Pasaron unos años, y esta vez unas queridas amigas, educadas, exitosas, rubias y que están buenísimas, me han invitado a conocer su piso de destroyers of the night y he tenido que declinar sus invitaciones sucesivamente con gran dolor. Y es que, para mal, piensan que mola mandar descalzarse a sus invitados.

Para empezar, y aunque sólo sea una consecuencia de la paranoia neocon por la seguridad extrema, si en un piso tengo que ir descalzo supongo que toda la vajilla del hogar será de plástico. Pero como sé que al menos el whisky todavía no lo envasan en ese material innoble, deduzco que si se me cae un boca bit al suelo no me lo comeré y tal vez ni siquiera lo recoja con mis propias manos. Porque si bien las suelas de las zapatillas traen suciedad de la calle, es una suciedad a la que nuestra mente no sabe poner nombre ni forma y, sin embargo, un suelo exclusivamente pisado por pies descalzos o con calcetines (y si estás de pie, parado, en una conversación, los pies sudan), garantiza una sedimentación muy concreta, de sudor de pies, de pies de hombre, que aunque vaya mezclada con el exquisito sudor de pies de mujeres bonitas ya no vale, por la misma razón que si un tío dice que es bisexual en realidad lo que le pasa es que es maricón.

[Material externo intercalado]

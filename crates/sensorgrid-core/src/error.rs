// crates/sensorgrid-core/src/error.rs

use std::path::PathBuf;

use thiserror::Error;

#[derive(Error, Debug)]
pub enum PipelineError {
    #[error("input source not found: {}", path.display())]
    SourceNotFound { path: PathBuf },

    #[error("mapping file is not a two-column table: {0}")]
    MappingFormat(String),

    #[error("storage backend unreachable: {0}")]
    BackendUnavailable(#[source] sqlx::Error),

    #[error("failed to replace table '{table}': {source}")]
    Insert {
        table: String,
        #[source]
        source: sqlx::Error,
    },

    #[error("database query failed: {0}")]
    Sqlx(#[from] sqlx::Error),

    #[error("file I/O error: {0}")]
    Io(#[from] std::io::Error),

    #[error("polars operation failed: {0}")]
    Polars(#[from] polars::error::PolarsError),

    #[error("CSV parsing error: {0}")]
    Csv(#[from] csv::Error),

    #[error("data processing error: {0}")]
    Processing(String),
}

pub type Result<T> = std::result::Result<T, PipelineError>;
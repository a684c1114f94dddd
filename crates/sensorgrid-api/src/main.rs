mod routes;

use std::sync::Arc;

use anyhow::{Context, Result};
use sensorgrid_core::db;
use tokio::net::TcpListener;
use tracing::{Level, info};

pub struct AppState {
    pub pool: db::DbPool,
}

#[tokio::main]
async fn main() -> Result<()> {
    tracing_subscriber::fmt()
        .with_max_level(Level::INFO)
        .with_env_filter(tracing_subscriber::EnvFilter::from_default_env())
        .init();

    dotenvy::dotenv().ok();
    let database_url =
        std::env::var("DATABASE_URL").context("DATABASE_URL must be set")?;
    let pool = db::connect(&database_url).await?;

    let router = routes::router(Arc::new(AppState { pool }));

    let bind_addr = std::env::var("BIND_ADDR").unwrap_or_else(|_| "0.0.0.0:8000".to_string());
    let listener = TcpListener::bind(&bind_addr).await?;
    info!("listening on {}", listener.local_addr()?);
    axum::serve(listener, router.into_make_service()).await?;

    Ok(())
}
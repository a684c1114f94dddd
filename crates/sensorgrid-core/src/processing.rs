// crates/sensorgrid-core/src/processing.rs

use polars::prelude::*;

use crate::error::{PipelineError, Result};
use crate::mapping::ColumnMapping;
use crate::schema::{value_slots, NODE_ID_COLUMN, TIMESTAMP_COLUMN, VERTICAL_COLUMN};

/// Reshapes the flat export into the record set for a single vertical:
/// filters to the vertical's rows, keeps only the generic slots that resolve
/// to a sensor name, renames them, and normalizes null/timestamp handling.
///
/// Returns `Ok(None)` when the vertical has no usable sensor semantics, so
/// the caller can record a skipped vertical rather than an error.
///
/// Output column order is deterministic: `node_id`, `created_at`, then sensor
/// columns in slot-index order. Reruns on identical inputs therefore produce
/// identical table schemas.
pub fn process_vertical(
    data: &DataFrame,
    vertical: &str,
    mapping: &ColumnMapping,
) -> Result<Option<DataFrame>> {
    let mut sensor_exprs: Vec<Expr> = Vec::new();
    for slot in value_slots() {
        let Some(sensor) = mapping.sensor_name(&slot, vertical) else {
            continue;
        };
        // The export does not always carry every slot column; a mapped slot
        // missing from the dataset is dropped rather than erroring.
        let Ok(column) = data.column(&slot) else {
            continue;
        };
        let mut expr = col(slot.as_str());
        if matches!(column.dtype(), DataType::Float32 | DataType::Float64) {
            expr = expr.fill_nan(lit(NULL));
        }
        sensor_exprs.push(expr.alias(sensor));
    }

    if sensor_exprs.is_empty() {
        return Ok(None);
    }

    for required in [NODE_ID_COLUMN, TIMESTAMP_COLUMN, VERTICAL_COLUMN] {
        if data.column(required).is_err() {
            return Err(PipelineError::Processing(format!(
                "dataset is missing required column '{required}'"
            )));
        }
    }

    let mut selected = Vec::with_capacity(sensor_exprs.len() + 2);
    selected.push(col(NODE_ID_COLUMN));
    selected.push(timestamp_expr(data.column(TIMESTAMP_COLUMN)?.dtype()));
    selected.extend(sensor_exprs);

    let records = data
        .clone()
        .lazy()
        .filter(col(VERTICAL_COLUMN).eq(lit(vertical)))
        .select(selected)
        .collect()?;

    Ok(Some(records))
}

/// Canonical timestamp column. String timestamps are parsed non-strictly so a
/// row with an unparseable value ends up with a null timestamp instead of
/// failing the whole transform.
fn timestamp_expr(dtype: &DataType) -> Expr {
    match dtype {
        DataType::String => col(TIMESTAMP_COLUMN).str().strptime(
            DataType::Datetime(TimeUnit::Microseconds, None),
            StrptimeOptions {
                format: None,
                strict: false,
                exact: true,
                cache: true,
            },
            lit("raise"),
        ),
        DataType::Datetime(_, _) => col(TIMESTAMP_COLUMN),
        _ => col(TIMESTAMP_COLUMN).cast(DataType::Datetime(TimeUnit::Microseconds, None)),
    }
}
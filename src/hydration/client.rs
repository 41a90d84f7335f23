//! HTTP client for the remote read endpoints.

use serde::Deserialize;
use thiserror::Error;

use crate::config::ApiConfig;
use crate::store::Trip;

/// Errors from a hydration read.
#[derive(Debug, Error)]
pub enum HydrationError {
    /// The request never produced a response.
    #[error("request to '{url}' failed: {source}")]
    Transport {
        url: String,
        #[source]
        source: reqwest::Error,
    },

    /// The endpoint answered with a non-success status.
    #[error("endpoint '{url}' returned status {status}")]
    Status { url: String, status: u16 },

    /// The response body was not the expected JSON shape.
    #[error("failed to decode response from '{url}': {source}")]
    Decode {
        url: String,
        #[source]
        source: reqwest::Error,
    },
}

/// A raw country row as served by the country endpoint.
#[derive(Debug, Clone, Deserialize)]
pub struct CountryEntry {
    pub value: String,
    pub label: String,
}

/// Read-only client for the trip and country endpoints.
#[derive(Clone)]
pub struct ApiClient {
    client: reqwest::Client,
    base_url: String,
}

impl ApiClient {
    /// Build a client with the configured timeouts.
    pub fn new(config: &ApiConfig) -> Result<Self, reqwest::Error> {
        let client = reqwest::Client::builder()
            .connect_timeout(config.connect_timeout())
            .timeout(config.request_timeout())
            .build()?;

        Ok(Self {
            client,
            base_url: config.base_url.trim_end_matches('/').to_string(),
        })
    }

    /// Fetch the full trip collection. The result is used verbatim.
    pub async fn fetch_trips(&self) -> Result<Vec<Trip>, HydrationError> {
        self.get_json("/trip").await
    }

    /// Fetch the raw country rows. Sorting and class derivation happen in
    /// the hydration routine, not here.
    pub async fn fetch_countries(&self) -> Result<Vec<CountryEntry>, HydrationError> {
        self.get_json("/country").await
    }

    async fn get_json<T: serde::de::DeserializeOwned>(
        &self,
        path: &str,
    ) -> Result<T, HydrationError> {
        let url = format!("{}{}", self.base_url, path);

        let response = self
            .client
            .get(&url)
            .send()
            .await
            .map_err(|e| HydrationError::Transport {
                url: url.clone(),
                source: e,
            })?;

        let status = response.status();
        if !status.is_success() {
            return Err(HydrationError::Status {
                url,
                status: status.as_u16(),
            });
        }

        response
            .json()
            .await
            .map_err(|e| HydrationError::Decode { url, source: e })
    }
}
//! Startup hydration: populate the store from the remote read endpoints.
//!
//! Two independent routines run exactly once per container start, each
//! producing a single completion or failure action on the dispatch channel.
//! The routines run concurrently with each other and with user-initiated
//! actions; neither retries, and neither is re-entered automatically.
//!
//! A cancellation token keys both routines to the container's lifetime:
//! the token is checked immediately before the action is submitted, so a
//! routine that completes after [`HydrationHandle::cancel`] submits
//! nothing against the stale container.

mod client;

pub use client::{ApiClient, CountryEntry, HydrationError};

use std::sync::atomic::{AtomicBool, Ordering};
use std::sync::Arc;

use tokio::task::JoinHandle;

use crate::store::{Action, CountryRef, HydrationSource, TripStore};

/// Cancellation token shared between the container and its hydration tasks.
#[derive(Clone, Default)]
pub struct HydrationToken {
    cancelled: Arc<AtomicBool>,
}

impl HydrationToken {
    pub fn new() -> Self {
        Self::default()
    }

    /// Mark the owning container as gone; pending completions are dropped.
    pub fn cancel(&self) {
        self.cancelled.store(true, Ordering::SeqCst);
    }

    pub fn is_cancelled(&self) -> bool {
        self.cancelled.load(Ordering::SeqCst)
    }
}

/// Handle to the two in-flight hydration tasks.
pub struct HydrationHandle {
    token: HydrationToken,
    trips: JoinHandle<()>,
    countries: JoinHandle<()>,
}

impl HydrationHandle {
    /// The token both tasks check before submitting their action.
    pub fn token(&self) -> HydrationToken {
        self.token.clone()
    }

    /// Stop results from landing in the store. In-flight requests are not
    /// interrupted; their completion actions are discarded.
    pub fn cancel(&self) {
        self.token.cancel();
    }

    /// Wait for both tasks to settle.
    pub async fn join(self) {
        let _ = self.trips.await;
        let _ = self.countries.await;
    }
}

/// Launch both hydration routines against the given store.
///
/// Called once at container start.
pub fn spawn(store: TripStore, api: ApiClient) -> HydrationHandle {
    let token = HydrationToken::new();

    let trips = tokio::spawn(hydrate_trips(
        store.clone(),
        api.clone(),
        token.clone(),
    ));
    let countries = tokio::spawn(hydrate_countries(store, api, token.clone()));

    HydrationHandle {
        token,
        trips,
        countries,
    }
}

async fn hydrate_trips(store: TripStore, api: ApiClient, token: HydrationToken) {
    let action = match api.fetch_trips().await {
        Ok(trips) => {
            tracing::info!(count = trips.len(), "trip hydration complete");
            Action::SetTrips(trips)
        }
        Err(err) => {
            tracing::warn!(error = %err, "trip hydration failed");
            Action::HydrationFailed {
                source: HydrationSource::Trips,
                message: err.to_string(),
            }
        }
    };

    if token.is_cancelled() {
        return;
    }
    store.dispatch(action);
}

async fn hydrate_countries(store: TripStore, api: ApiClient, token: HydrationToken) {
    let action = match api.fetch_countries().await {
        Ok(entries) => {
            let countries = sorted_country_refs(entries);
            tracing::info!(count = countries.len(), "country hydration complete");
            Action::SetCountries(countries)
        }
        Err(err) => {
            tracing::warn!(error = %err, "country hydration failed");
            Action::HydrationFailed {
                source: HydrationSource::Countries,
                message: err.to_string(),
            }
        }
    };

    if token.is_cancelled() {
        return;
    }
    store.dispatch(action);
}

/// Sort raw country rows ascending by label and derive their flag classes.
///
/// The comparator is byte-wise on the label, so the order is
/// locale-agnostic; the sort is stable, so ties keep their served order.
pub fn sorted_country_refs(mut entries: Vec<CountryEntry>) -> Vec<CountryRef> {
    entries.sort_by(|a, b| a.label.cmp(&b.label));
    entries
        .into_iter()
        .map(|entry| CountryRef::new(&entry.value, &entry.label))
        .collect()
}

#[cfg(test)]
mod tests {
    use super::*;

    fn entry(value: &str, label: &str) -> CountryEntry {
        CountryEntry {
            value: value.to_string(),
            label: label.to_string(),
        }
    }

    #[test]
    fn countries_are_sorted_by_label() {
        let refs = sorted_country_refs(vec![
            entry("NO", "Norway"),
            entry("AT", "Austria"),
            entry("BR", "Brazil"),
        ]);

        let labels: Vec<_> = refs.iter().map(|c| c.label.as_str()).collect();
        assert_eq!(labels, ["Austria", "Brazil", "Norway"]);
    }

    #[test]
    fn flag_classes_are_derived_from_codes() {
        let refs = sorted_country_refs(vec![entry("BR", "Brazil")]);
        assert_eq!(refs[0].class_name, "flag-BR");
    }

    #[test]
    fn equal_labels_keep_served_order() {
        let refs = sorted_country_refs(vec![
            entry("B", "Same"),
            entry("A", "Aaa"),
            entry("C", "Same"),
        ]);

        let values: Vec<_> = refs.iter().map(|c| c.value.as_str()).collect();
        assert_eq!(values, ["A", "B", "C"]);
    }

    #[test]
    fn token_starts_live_and_cancels_once() {
        let token = HydrationToken::new();
        assert!(!token.is_cancelled());

        let shared = token.clone();
        shared.cancel();
        assert!(token.is_cancelled());
    }
}
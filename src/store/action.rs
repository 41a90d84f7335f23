//! Action vocabulary and the wire envelope it decodes from.
//!
//! The typed [`Action`] enum is the closed vocabulary the reducer consumes.
//! External consumers program against [`ActionEnvelope`], a kind string
//! plus a kind-specific JSON payload; decoding is where a kind outside the
//! vocabulary surfaces as an [`ActionError::UnhandledKind`] fault.

use serde::{Deserialize, Serialize};
use thiserror::Error;

use super::state::{CountryRef, HydrationSource, Trip};

/// Errors produced when decoding a wire envelope into a typed action.
#[derive(Debug, Error)]
pub enum ActionError {
    /// The kind string is outside the closed vocabulary. Fatal to this
    /// dispatch; the caller decides whether to crash or degrade.
    #[error("unhandled action kind '{kind}'")]
    UnhandledKind { kind: String },

    /// The kind is known but the payload does not match its shape.
    #[error("invalid payload for action '{kind}': {source}")]
    InvalidPayload {
        kind: String,
        #[source]
        source: serde_json::Error,
    },

    /// The kind requires a payload and none was provided.
    #[error("missing payload for action '{kind}'")]
    MissingPayload { kind: String },
}

/// The closed action vocabulary of the trip store.
#[derive(Debug, Clone, PartialEq)]
pub enum Action {
    /// Reset the draft form and the country selection; keep trips and
    /// countries.
    SetInitial,
    /// Replace the trip collection wholesale (trip hydration completion).
    SetTrips(Vec<Trip>),
    /// Append a committed trip.
    AddTrip(Trip),
    /// Upsert by id: rebuild the trip with this `id` from the current form.
    EditTrip { id: u64 },
    /// Remove the trip with the given id; no-op when absent.
    RemoveTrip(u64),
    /// Replace the country list wholesale (country hydration completion).
    SetCountries(Vec<CountryRef>),
    /// Choose a country: sets the display token and the draft's country.
    SetSelectedCountry(String),
    SetCompanyName(String),
    SetStreet(String),
    SetStreetNumber(String),
    SetZip(String),
    SetCovid(Option<bool>),
    SetCity(String),
    SetStartDate(String),
    SetEndDate(String),
    /// Shallow-merge a partial draft; `address` merges one level deeper.
    SetForm(DraftPatch),
    /// A hydration routine failed; record it without touching the model.
    HydrationFailed {
        source: HydrationSource,
        message: String,
    },
}

impl Action {
    /// Wire kind string for this action.
    pub fn kind(&self) -> &'static str {
        match self {
            Action::SetInitial => "SET_INITIAL",
            Action::SetTrips(_) => "SET_TRIPS",
            Action::AddTrip(_) => "ADD_TRIP",
            Action::EditTrip { .. } => "EDIT_TRIP",
            Action::RemoveTrip(_) => "REMOVE_TRIP",
            Action::SetCountries(_) => "SET_COUNTRIES",
            Action::SetSelectedCountry(_) => "SET_SELECTED_COUNTRY",
            Action::SetCompanyName(_) => "SET_CompanyName",
            Action::SetStreet(_) => "SET_Street",
            Action::SetStreetNumber(_) => "SET_StreetNumber",
            Action::SetZip(_) => "SET_ZIP",
            Action::SetCovid(_) => "SET_Covid",
            Action::SetCity(_) => "SET_CITY",
            Action::SetStartDate(_) => "SET_StartDate",
            Action::SetEndDate(_) => "SET_EndDate",
            Action::SetForm(_) => "SET_FORM",
            Action::HydrationFailed { .. } => "HYDRATION_FAILED",
        }
    }
}

/// Partial draft used by `SET_FORM`. Absent fields are left untouched.
#[derive(Debug, Clone, PartialEq, Default, Serialize, Deserialize)]
pub struct DraftPatch {
    pub address: Option<AddressPatch>,
    pub company_name: Option<String>,
    pub covid: Option<bool>,
    pub covid_test_date: Option<String>,
    pub end_date: Option<String>,
    pub start_date: Option<String>,
}

/// Partial address used by `SET_FORM`; merged one level deep into the
/// draft's address.
#[derive(Debug, Clone, PartialEq, Default, Serialize, Deserialize)]
pub struct AddressPatch {
    pub city: Option<String>,
    pub country: Option<String>,
    pub street: Option<String>,
    pub street_num: Option<String>,
    pub zip: Option<String>,
}

/// Wire form of an action: a kind string plus a kind-specific JSON payload.
///
/// This is the surface downstream consumers program against; decoding into
/// the typed [`Action`] happens at dispatch time.
#[derive(Debug, Clone, Serialize, Deserialize)]
pub struct ActionEnvelope {
    #[serde(rename = "type")]
    pub kind: String,
    #[serde(default, skip_serializing_if = "Option::is_none")]
    pub payload: Option<serde_json::Value>,
}

impl ActionEnvelope {
    /// Envelope with a payload.
    pub fn new(kind: &str, payload: serde_json::Value) -> Self {
        Self {
            kind: kind.to_string(),
            payload: Some(payload),
        }
    }

    /// Envelope for a payload-less kind.
    pub fn bare(kind: &str) -> Self {
        Self {
            kind: kind.to_string(),
            payload: None,
        }
    }
}

// Payload bodies for the single-field setters. The wire nests address
// leaves under an `address` object, mirroring the draft shape.
#[derive(Deserialize)]
struct AddressBody<T> {
    address: T,
}

#[derive(Deserialize)]
struct StreetField {
    street: String,
}

#[derive(Deserialize)]
struct StreetNumField {
    street_num: String,
}

#[derive(Deserialize)]
struct ZipField {
    zip: String,
}

#[derive(Deserialize)]
struct CityField {
    city: String,
}

#[derive(Deserialize)]
struct IdField {
    id: u64,
}

#[derive(Deserialize)]
struct CompanyNameField {
    company_name: String,
}

#[derive(Deserialize)]
struct CovidField {
    covid: Option<bool>,
}

#[derive(Deserialize)]
struct StartDateField {
    start_date: String,
}

#[derive(Deserialize)]
struct EndDateField {
    end_date: String,
}

fn decode<T: serde::de::DeserializeOwned>(
    kind: &str,
    payload: Option<serde_json::Value>,
) -> Result<T, ActionError> {
    let value = payload.ok_or_else(|| ActionError::MissingPayload {
        kind: kind.to_string(),
    })?;
    serde_json::from_value(value).map_err(|e| ActionError::InvalidPayload {
        kind: kind.to_string(),
        source: e,
    })
}

impl TryFrom<ActionEnvelope> for Action {
    type Error = ActionError;

    fn try_from(envelope: ActionEnvelope) -> Result<Self, Self::Error> {
        let ActionEnvelope { kind, payload } = envelope;
        let action = match kind.as_str() {
            "SET_INITIAL" => Action::SetInitial,
            "SET_TRIPS" => Action::SetTrips(decode(&kind, payload)?),
            "ADD_TRIP" => Action::AddTrip(decode(&kind, payload)?),
            "EDIT_TRIP" => {
                let IdField { id } = decode(&kind, payload)?;
                Action::EditTrip { id }
            }
            "REMOVE_TRIP" => Action::RemoveTrip(decode(&kind, payload)?),
            "SET_COUNTRIES" => Action::SetCountries(decode(&kind, payload)?),
            "SET_SELECTED_COUNTRY" => Action::SetSelectedCountry(decode(&kind, payload)?),
            "SET_CompanyName" => {
                let CompanyNameField { company_name } = decode(&kind, payload)?;
                Action::SetCompanyName(company_name)
            }
            "SET_Street" => {
                let AddressBody {
                    address: StreetField { street },
                } = decode(&kind, payload)?;
                Action::SetStreet(street)
            }
            "SET_StreetNumber" => {
                let AddressBody {
                    address: StreetNumField { street_num },
                } = decode(&kind, payload)?;
                Action::SetStreetNumber(street_num)
            }
            "SET_ZIP" => {
                let AddressBody {
                    address: ZipField { zip },
                } = decode(&kind, payload)?;
                Action::SetZip(zip)
            }
            "SET_Covid" => {
                let CovidField { covid } = decode(&kind, payload)?;
                Action::SetCovid(covid)
            }
            "SET_CITY" => {
                let AddressBody {
                    address: CityField { city },
                } = decode(&kind, payload)?;
                Action::SetCity(city)
            }
            "SET_StartDate" => {
                let StartDateField { start_date } = decode(&kind, payload)?;
                Action::SetStartDate(start_date)
            }
            "SET_EndDate" => {
                let EndDateField { end_date } = decode(&kind, payload)?;
                Action::SetEndDate(end_date)
            }
            "SET_FORM" => Action::SetForm(decode(&kind, payload)?),
            "HYDRATION_FAILED" => {
                #[derive(Deserialize)]
                struct FailureBody {
                    source: HydrationSource,
                    message: String,
                }
                let FailureBody { source, message } = decode(&kind, payload)?;
                Action::HydrationFailed { source, message }
            }
            _ => return Err(ActionError::UnhandledKind { kind: kind.clone() }),
        };
        Ok(action)
    }
}
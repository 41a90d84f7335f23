//! Unidirectional state management for the trip model.
//!
//! # Architecture
//!
//! ```text
//! Action ──→ Reducer ──→ State ──→ Consumers
//!    ↑                              │
//!    └──────────────────────────────┘
//! ```
//!
//! - **State**: immutable snapshot of the trip model
//! - **Action**: user edits, hydration completions and failures
//! - **Reducer**: pure function that transforms state per action
//! - **Container**: owns the live state and the single dispatch entry point

mod action;
mod container;
mod reducer;
mod state;

pub use action::{Action, ActionEnvelope, ActionError, AddressPatch, DraftPatch};
pub use container::TripStore;
pub use reducer::TripReducer;
pub use state::{
    flag_class, Address, CountryRef, Draft, HydrationFailure, HydrationSource, Trip, TripState,
};

/// Reducer transforms state based on actions.
///
/// The reducer is the only place where state transitions happen.
/// It must be a pure function: (State, Action) -> State
pub trait Reducer {
    /// The state type this reducer operates on.
    type State: Clone + PartialEq + Default + Send + 'static;

    /// The action type this reducer handles.
    type Action: Send + 'static;

    /// Process an action and return the new state.
    ///
    /// This should be a pure function with no side effects.
    fn reduce(state: Self::State, action: Self::Action) -> Self::State;
}
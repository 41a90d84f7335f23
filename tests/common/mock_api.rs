//! Mock read-endpoint server for hydration tests.

#![allow(dead_code)]

use std::net::SocketAddr;

use axum::extract::State;
use axum::http::StatusCode;
use axum::response::{IntoResponse, Response};
use axum::routing::get;
use axum::{Json, Router};
use serde_json::Value;
use tokio::net::TcpListener;

/// Behavior of one mock route.
#[derive(Debug, Clone)]
pub enum RouteReply {
    /// Answer 200 with the given JSON body.
    Json(Value),
    /// Answer with the given error status.
    Error(u16),
    /// Answer 200 with the body after a delay.
    JsonAfter { body: Value, delay_ms: u64 },
}

#[derive(Clone)]
struct MockState {
    trips: RouteReply,
    countries: RouteReply,
}

/// Mock server exposing `/trip` and `/country` on an ephemeral port.
pub struct MockApi {
    pub addr: SocketAddr,
    shutdown: tokio::sync::watch::Sender<bool>,
}

impl MockApi {
    /// Start a server answering with the given replies.
    pub async fn start(trips: RouteReply, countries: RouteReply) -> Self {
        let state = MockState { trips, countries };
        let (shutdown_tx, mut shutdown_rx) = tokio::sync::watch::channel(false);

        let app = Router::new()
            .route("/trip", get(trip_route))
            .route("/country", get(country_route))
            .with_state(state);

        // Bind before spawning so requests issued right after start()
        // cannot race the listener.
        let listener = TcpListener::bind("127.0.0.1:0")
            .await
            .expect("Failed to bind mock server");
        let addr = listener.local_addr().unwrap();

        tokio::spawn(async move {
            axum::serve(listener, app)
                .with_graceful_shutdown(async move {
                    let _ = shutdown_rx.changed().await;
                })
                .await
                .ok();
        });

        Self {
            addr,
            shutdown: shutdown_tx,
        }
    }

    /// Base URL for this mock server.
    pub fn base_url(&self) -> String {
        format!("http://{}", self.addr)
    }
}

impl Drop for MockApi {
    fn drop(&mut self) {
        let _ = self.shutdown.send(true);
    }
}

async fn trip_route(State(state): State<MockState>) -> Response {
    reply(state.trips).await
}

async fn country_route(State(state): State<MockState>) -> Response {
    reply(state.countries).await
}

async fn reply(reply: RouteReply) -> Response {
    match reply {
        RouteReply::Json(body) => Json(body).into_response(),
        RouteReply::Error(status) => {
            let code =
                StatusCode::from_u16(status).unwrap_or(StatusCode::INTERNAL_SERVER_ERROR);
            (code, "mock failure").into_response()
        }
        RouteReply::JsonAfter { body, delay_ms } => {
            tokio::time::sleep(tokio::time::Duration::from_millis(delay_ms)).await;
            Json(body).into_response()
        }
    }
}
// Copyright (c) 2026 100monkeys.ai
// SPDX-License-Identifier: AGPL-3.0

pub mod liveness;
pub mod registry;

pub use liveness::LivenessMonitor;
pub use registry::AgentRegistry;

Así que mi más enérgica condena a este intento de demostrar algo, aunque no sepa todavía aproximadamente el qué. Y con la única excepción de mis dos rubias amigas, a todos los demás que practiquéis esta antihospitalaria costumbre, os ofrezco gratis una nueva práctica vanguardista que rima muy bien con la otra: ¿qué tal si os váis a cagar a la playa y después nos lo contáis? Seréis más superinteresantes que nunca, en serio...

3 comentarios:

Pussy Galore dijo...

Esto me recuerda... juas, en fin, tú sabes bien...

Pussy Galore dijo...
Este comentario ha sido eliminado por el autor.
Juan Antonio dijo...

Cuando me acuerdo de esa historia, todavía me parto...Y la foto se me ha quedado en la mente como un bajorrelieve!